‘Clean’ and unbiased Big Data key to effective AI algorithms

AI algorithms developed using Big Data could help liberate providers to care more directly for their patients, say researchers, but developers need to guard against replicating potential data biases.
Jeff Rowe

Technologies including new AI and machine learning have the potential to address numerous health issues across entire populations, but only if researchers and developers ensure the data used are balanced and fully representative.

That’s the caution voiced in a recent commentary at npj Digital Medicine by researchers from Stanford University and the NYU School of Medicine.

Noting the “tsunami of big data” that is rapidly being gobbled up for purposes of developing AI algorithms, among other applications, the researchers point out that “such algorithms—agnostic to the sources, or validity, of the big data used for training—have the potential to worsen preexisting demographic disparities in healthcare. Racial biases anchored in historically biased training datasets have led to racially biased predictive models for criminal justice, hiring decisions, allocation of social services/benefits, issuance of supportive housing, and evaluation of child abuse.”

In broad terms, they argue, “(a)wareness of data deficiencies, structures for data inclusiveness, strategies for data sanitation, and mechanisms for data correction can help realize the potential of big data for a personalized medicine era.
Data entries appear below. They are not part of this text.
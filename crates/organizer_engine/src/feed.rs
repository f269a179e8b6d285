use organizer_core::{FeedMetadata, FeedReference, FetchFailure, PodcastRecord};
use organizer_logging::{organizer_debug, organizer_trace};

use crate::Fetcher;

/// Fetch one feed and turn it into a record. Never fails: every error path
/// ends up as the record's fetch failure.
pub async fn fetch_record(fetcher: &dyn Fetcher, reference: &FeedReference) -> PodcastRecord {
    organizer_trace!("fetching {}", reference.feed_url);
    let result = match fetcher.fetch(&reference.feed_url).await {
        Ok(output) => parse_feed(&output.bytes),
        Err(failure) => Err(failure),
    };

    match result {
        Ok(metadata) => PodcastRecord::fetched(reference, metadata),
        Err(failure) => {
            organizer_debug!("feed {} failed: {}", reference.feed_url, failure);
            PodcastRecord::failed(reference, failure)
        }
    }
}

/// Parse an RSS or Atom document into channel metadata.
///
/// Any parse error is terminal: no partially recovered fields are returned.
pub fn parse_feed(bytes: &[u8]) -> Result<FeedMetadata, FetchFailure> {
    match rss::Channel::read_from(bytes) {
        Ok(channel) => Ok(rss_metadata(&channel)),
        Err(rss::Error::InvalidStartTag) => parse_atom(bytes),
        Err(err) => Err(FetchFailure::FeedParse(err.to_string())),
    }
}

fn rss_metadata(channel: &rss::Channel) -> FeedMetadata {
    let itunes = channel.itunes_ext();

    let description = [
        itunes.and_then(|ext| ext.summary()),
        itunes.and_then(|ext| ext.subtitle()),
        Some(channel.description()),
    ]
    .into_iter()
    .flatten()
    .find_map(non_blank);

    let image_url = itunes
        .and_then(|ext| ext.image())
        .and_then(non_blank)
        .or_else(|| channel.image().and_then(|image| non_blank(image.url())));

    FeedMetadata {
        title: channel.title().trim().to_string(),
        link: non_blank(channel.link()),
        description,
        image_url,
    }
}

/// Atom fallback for documents whose root is not `<rss>`. A root that is
/// neither reports the RSS parser's error.
fn parse_atom(bytes: &[u8]) -> Result<FeedMetadata, FetchFailure> {
    let feed = atom_syndication::Feed::read_from(bytes).map_err(|err| match err {
        atom_syndication::Error::InvalidStartTag => {
            FetchFailure::FeedParse(rss::Error::InvalidStartTag.to_string())
        }
        other => FetchFailure::FeedParse(other.to_string()),
    })?;

    let link = feed
        .links()
        .iter()
        .find(|link| link.rel() == "alternate")
        .or_else(|| feed.links().first())
        .and_then(|link| non_blank(link.href()));

    Ok(FeedMetadata {
        title: feed.title().value.trim().to_string(),
        link,
        description: feed.subtitle().and_then(|text| non_blank(&text.value)),
        image_url: feed.logo().or(feed.icon()).and_then(non_blank),
    })
}

fn non_blank(value: &str) -> Option<String> {
    let trimmed = value.trim();
    if trimmed.is_empty() {
        None
    } else {
        Some(trimmed.to_string())
    }
}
Applied deliberately, these considerations could help mitigate risks of perpetuation of health inequity amidst widespread adoption of novel applications of big data.”
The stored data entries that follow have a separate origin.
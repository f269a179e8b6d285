#[derive(Debug, Clone, PartialEq, Eq)]
pub struct FetchOutput {
    pub bytes: Vec<u8>,
}

/// Progress of a `fetch_all` call. Indices refer to the input order.
#[derive(Debug, Clone, PartialEq, Eq)]
pub enum FetchEvent {
    Started { total: usize },
    Finished { index: usize, title: String, ok: bool },
}

pub trait ProgressSink: Send + Sync {
    fn emit(&self, event: FetchEvent);
}

/// Sink for callers that do not report progress.
#[derive(Debug, Clone, Copy, Default)]
pub struct NoopProgress;

impl ProgressSink for NoopProgress {
    fn emit(&self, _event: FetchEvent) {}
}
In short, they say, "the concept of 'garbage in, garbage out' is of the utmost importance for medical algorithms trained on healthcare datasets and impacting patients downstream.”

In response, the researchers recommend a number of strategies developers can take to protect data integrity, including increasing data transparency by annotating “training datasets with labeling metadata, (thus) documenting biases intrinsic to them;” redesigning data collection methods to ensure data variety beyond simply the volume, and providing practitioners attempting to interpret emerging studies with transparency into the characteristics of datasets.

Moreover, they note, given the increased use of ever-greater amounts of patient data, “across all of these strategies, privacy of patient health information (PHI) must be prioritized.  . . . Compromise of privacy amidst accelerating data generation and use threatens the medical, financial, and social wellbeing of patients: for instance, discrimination in health insurance and job employment on the basis of PHI can perpetuate health disparities by impacting access to services and medications.”